Stored data
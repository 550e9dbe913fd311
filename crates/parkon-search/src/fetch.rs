//! Low-level HTTP helpers shared by the provider clients.

use std::time::Duration;

use reqwest::{Client, StatusCode};

use crate::error::ProviderError;

const MAX_CONNECT_TIMEOUT: Duration = Duration::from_secs(10);

/// Builds a client with a per-request timeout and identifying user agent.
pub(crate) fn build_client(
    request_timeout: Duration,
    user_agent: &str,
) -> Result<Client, ProviderError> {
    Ok(Client::builder()
        .timeout(request_timeout)
        .connect_timeout(request_timeout.min(MAX_CONNECT_TIMEOUT))
        .user_agent(user_agent)
        .build()?)
}

/// Result of a GET that may legitimately return 404.
pub(crate) enum JsonResponse {
    Found(serde_json::Value),
    NotFound,
}

/// Perform a GET and parse the body as JSON.
///
/// 404 is reported as [`JsonResponse::NotFound`]; every other non-2xx status
/// is an error.
pub(crate) async fn get_json(
    client: &Client,
    url: &str,
    query: &[(&str, &str)],
) -> Result<JsonResponse, ProviderError> {
    let response = client
        .get(url)
        .header(reqwest::header::ACCEPT, "application/json")
        .query(query)
        .send()
        .await?;

    let status = response.status();
    if status == StatusCode::NOT_FOUND {
        return Ok(JsonResponse::NotFound);
    }
    if !status.is_success() {
        return Err(ProviderError::UnexpectedStatus {
            status: status.as_u16(),
            url: url.to_string(),
        });
    }

    let body = response.text().await?;
    let value = serde_json::from_str(&body).map_err(|source| ProviderError::Deserialize {
        context: url.to_string(),
        source,
    })?;
    Ok(JsonResponse::Found(value))
}

/// Reads a float from a JSON number or a numeric string.
pub(crate) fn number_field(value: &serde_json::Value, key: &str) -> Option<f64> {
    let field = value.get(key)?;
    field
        .as_f64()
        .or_else(|| field.as_str().and_then(|s| s.trim().parse::<f64>().ok()))
        .filter(|n| n.is_finite())
}

/// Reads a non-negative integer from a JSON number or a numeric string.
pub(crate) fn count_field(value: &serde_json::Value, key: &str) -> Option<u32> {
    let field = value.get(key)?;
    field
        .as_u64()
        .or_else(|| field.as_str().and_then(|s| s.trim().parse::<u64>().ok()))
        .and_then(|n| u32::try_from(n).ok())
}

/// Reads a trimmed, non-empty string.
pub(crate) fn text_field<'a>(value: &'a serde_json::Value, key: &str) -> Option<&'a str> {
    value
        .get(key)
        .and_then(serde_json::Value::as_str)
        .map(str::trim)
        .filter(|s| !s.is_empty())
}

#[cfg(test)]
mod tests {
    use serde_json::json;

    use super::*;

    #[test]
    fn number_field_accepts_numbers_and_numeric_strings() {
        let v = json!({"a": 51.5, "b": "-0.12", "c": "north", "d": null});
        assert_eq!(number_field(&v, "a"), Some(51.5));
        assert_eq!(number_field(&v, "b"), Some(-0.12));
        assert_eq!(number_field(&v, "c"), None);
        assert_eq!(number_field(&v, "d"), None);
        assert_eq!(number_field(&v, "missing"), None);
    }

    #[test]
    fn count_field_rejects_negative_and_fractional() {
        let v = json!({"a": 12, "b": "40", "c": -3, "d": 2.5});
        assert_eq!(count_field(&v, "a"), Some(12));
        assert_eq!(count_field(&v, "b"), Some(40));
        assert_eq!(count_field(&v, "c"), None);
        assert_eq!(count_field(&v, "d"), None);
    }

    #[test]
    fn text_field_drops_blank_values() {
        let v = json!({"a": "  Name ", "b": "   ", "c": 5});
        assert_eq!(text_field(&v, "a"), Some("Name"));
        assert_eq!(text_field(&v, "b"), None);
        assert_eq!(text_field(&v, "c"), None);
    }
}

- WORK TASK: Look through the entries above, find each line containing "return", and copy it.

- WORKED SOLUTION:
/// Result of a GET that may legitimately return 404.
        return Ok(JsonResponse::NotFound);
        return Err(ProviderError::UnexpectedStatus {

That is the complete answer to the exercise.